**Source material**

**********

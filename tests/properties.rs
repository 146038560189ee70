//! Property tests for the simulation invariants

use glam::Vec2;
use proptest::prelude::*;

use sky_raid::Tuning;
use sky_raid::consts::{MAX_LIVES, MAX_WEAPON_LEVEL, MIN_WEAPON_LEVEL, SIM_DT_MS};
use sky_raid::sim::spawn::spawn_enemy;
use sky_raid::sim::{
    BulletOwner, BulletPool, EnemyKind, GameState, PhaseCommand, PowerupKind, Progression,
    TickInput, enemy_health, enemy_weights, tick, weighted_index,
};

fn input_from_bits(bits: u8) -> TickInput {
    TickInput {
        left: bits & 1 != 0,
        right: bits & 2 != 0,
        up: bits & 4 != 0,
        down: bits & 8 != 0,
        fire: bits & 16 != 0,
        pause: false,
    }
}

proptest! {
    #[test]
    fn weighted_index_lands_in_its_bucket(
        weights in prop::collection::vec(0u32..100, 1..8),
        roll in any::<u32>(),
    ) {
        let total: u32 = weights.iter().sum();
        prop_assume!(total > 0);
        let r = roll % total;
        let i = weighted_index(&weights, r);
        let before: u32 = weights[..i].iter().sum();
        prop_assert!(weights[i] > 0);
        prop_assert!(before <= r && r < before + weights[i]);
    }

    #[test]
    fn enemy_weights_stay_in_range(level in 1u32..1000) {
        let [scout, weaver, gunship] = enemy_weights(level);
        prop_assert!((20..=70).contains(&scout));
        prop_assert!((25..=40).contains(&weaver));
        prop_assert!((5..=40).contains(&gunship));
    }

    #[test]
    fn health_scales_and_points_do_not(level in 1u32..200, x in 40.0f32..760.0) {
        let mut state = GameState::new(3, Tuning::default());
        state.apply(PhaseCommand::Start);
        state.progress.level = level;
        for kind in EnemyKind::ALL {
            prop_assert_eq!(enemy_health(kind, level), kind.base_health() + level / 2);
            let id = spawn_enemy(&mut state, kind, x);
            let enemy = state.enemy(id).unwrap();
            prop_assert_eq!(enemy.health, kind.base_health() + level / 2);
            prop_assert_eq!(enemy.points, kind.points());
        }
    }

    #[test]
    fn pool_never_exceeds_capacity(
        capacity in 1usize..64,
        ops in prop::collection::vec(any::<Option<u8>>(), 0..300),
    ) {
        let mut pool = BulletPool::new(BulletOwner::Enemy, capacity);
        for op in ops {
            match op {
                None => {
                    let before = pool.active_count();
                    let slot = pool.acquire(Vec2::ZERO, Vec2::Y);
                    prop_assert_eq!(slot.is_none(), before == capacity);
                }
                Some(i) => pool.release(i as usize),
            }
            prop_assert!(pool.active_count() <= capacity);
        }
    }

    #[test]
    fn progression_stays_in_range(ops in prop::collection::vec(0u8..7, 0..300)) {
        let tuning = Tuning::default();
        let mut progress = Progression::new(&tuning);
        let mut now = 0;
        for op in ops {
            now += 700;
            match op {
                0..=3 => progress.apply_powerup(PowerupKind::ALL[op as usize], now, &tuning),
                4 => {
                    progress.damage_player();
                }
                5 => {
                    progress.register_kill(100);
                }
                _ => progress.expire_timers(now),
            }
            prop_assert!(progress.lives <= MAX_LIVES);
            prop_assert!((MIN_WEAPON_LEVEL..=MAX_WEAPON_LEVEL).contains(&progress.weapon_level));
            prop_assert!(matches!(progress.score_multiplier, 1 | 2));
            prop_assert_eq!(progress.score_multiplier == 2, progress.multiplier_expires_at.is_some());
        }
    }
}

proptest! {
    #![proptest_config(ProptestConfig::with_cases(24))]

    #[test]
    fn ticking_preserves_invariants(
        seed in any::<u64>(),
        inputs in prop::collection::vec(any::<u8>(), 20..120),
    ) {
        let tuning = Tuning::default();
        let mut state = GameState::new(seed, tuning.clone());
        state.apply(PhaseCommand::Start);
        for bits in inputs {
            let input = input_from_bits(bits);
            for _ in 0..25 {
                tick(&mut state, &input, SIM_DT_MS);
            }
            let p = &state.progress;
            prop_assert!(p.lives <= MAX_LIVES);
            prop_assert!((MIN_WEAPON_LEVEL..=MAX_WEAPON_LEVEL).contains(&p.weapon_level));
            prop_assert!(matches!(p.score_multiplier, 1 | 2));
            prop_assert!(state.bullets.player.active_count() <= tuning.player_bullet_capacity);
            prop_assert!(state.bullets.enemy.active_count() <= tuning.enemy_bullet_capacity);
            prop_assert!(state.spawner.interval_ms >= tuning.spawn_interval_floor_ms);
            prop_assert!(state.enemies.iter().all(|e| e.active));
            let r = state.player.radius;
            prop_assert!(state.player.pos.x >= r && state.player.pos.x <= tuning.playfield_width - r);
            prop_assert!(state.player.pos.y >= r && state.player.pos.y <= tuning.playfield_height - r);
        }
    }

    #[test]
    fn same_seed_same_run(seed in any::<u64>(), bits in any::<u8>()) {
        let input = input_from_bits(bits);
        let mut a = GameState::new(seed, Tuning::default());
        let mut b = GameState::new(seed, Tuning::default());
        a.apply(PhaseCommand::Start);
        b.apply(PhaseCommand::Start);
        for _ in 0..1500 {
            tick(&mut a, &input, SIM_DT_MS);
            tick(&mut b, &input, SIM_DT_MS);
        }
        prop_assert_eq!(&a.progress, &b.progress);
        prop_assert_eq!(&a.enemies, &b.enemies);
        prop_assert_eq!(a.now(), b.now());
    }
}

**********

**Assignment**
Among the entries above, the line containing "the simulation invariants", the line containing "let mut state = GameState::new(3, Tuning::default());", and all lines between them are to be restated word for word; nothing else belongs in the reply.

**Exercise answer**
//! Property tests for the simulation invariants

use glam::Vec2;
use proptest::prelude::*;

use sky_raid::Tuning;
use sky_raid::consts::{MAX_LIVES, MAX_WEAPON_LEVEL, MIN_WEAPON_LEVEL, SIM_DT_MS};
use sky_raid::sim::spawn::spawn_enemy;
use sky_raid::sim::{
    BulletOwner, BulletPool, EnemyKind, GameState, PhaseCommand, PowerupKind, Progression,
    TickInput, enemy_health, enemy_weights, tick, weighted_index,
};

fn input_from_bits(bits: u8) -> TickInput {
    TickInput {
        left: bits & 1 != 0,
        right: bits & 2 != 0,
        up: bits & 4 != 0,
        down: bits & 8 != 0,
        fire: bits & 16 != 0,
        pause: false,
    }
}

proptest! {
    #[test]
    fn weighted_index_lands_in_its_bucket(
        weights in prop::collection::vec(0u32..100, 1..8),
        roll in any::<u32>(),
    ) {
        let total: u32 = weights.iter().sum();
        prop_assume!(total > 0);
        let r = roll % total;
        let i = weighted_index(&weights, r);
        let before: u32 = weights[..i].iter().sum();
        prop_assert!(weights[i] > 0);
        prop_assert!(before <= r && r < before + weights[i]);
    }

    #[test]
    fn enemy_weights_stay_in_range(level in 1u32..1000) {
        let [scout, weaver, gunship] = enemy_weights(level);
        prop_assert!((20..=70).contains(&scout));
        prop_assert!((25..=40).contains(&weaver));
        prop_assert!((5..=40).contains(&gunship));
    }

    #[test]
    fn health_scales_and_points_do_not(level in 1u32..200, x in 40.0f32..760.0) {
        let mut state = GameState::new(3, Tuning::default());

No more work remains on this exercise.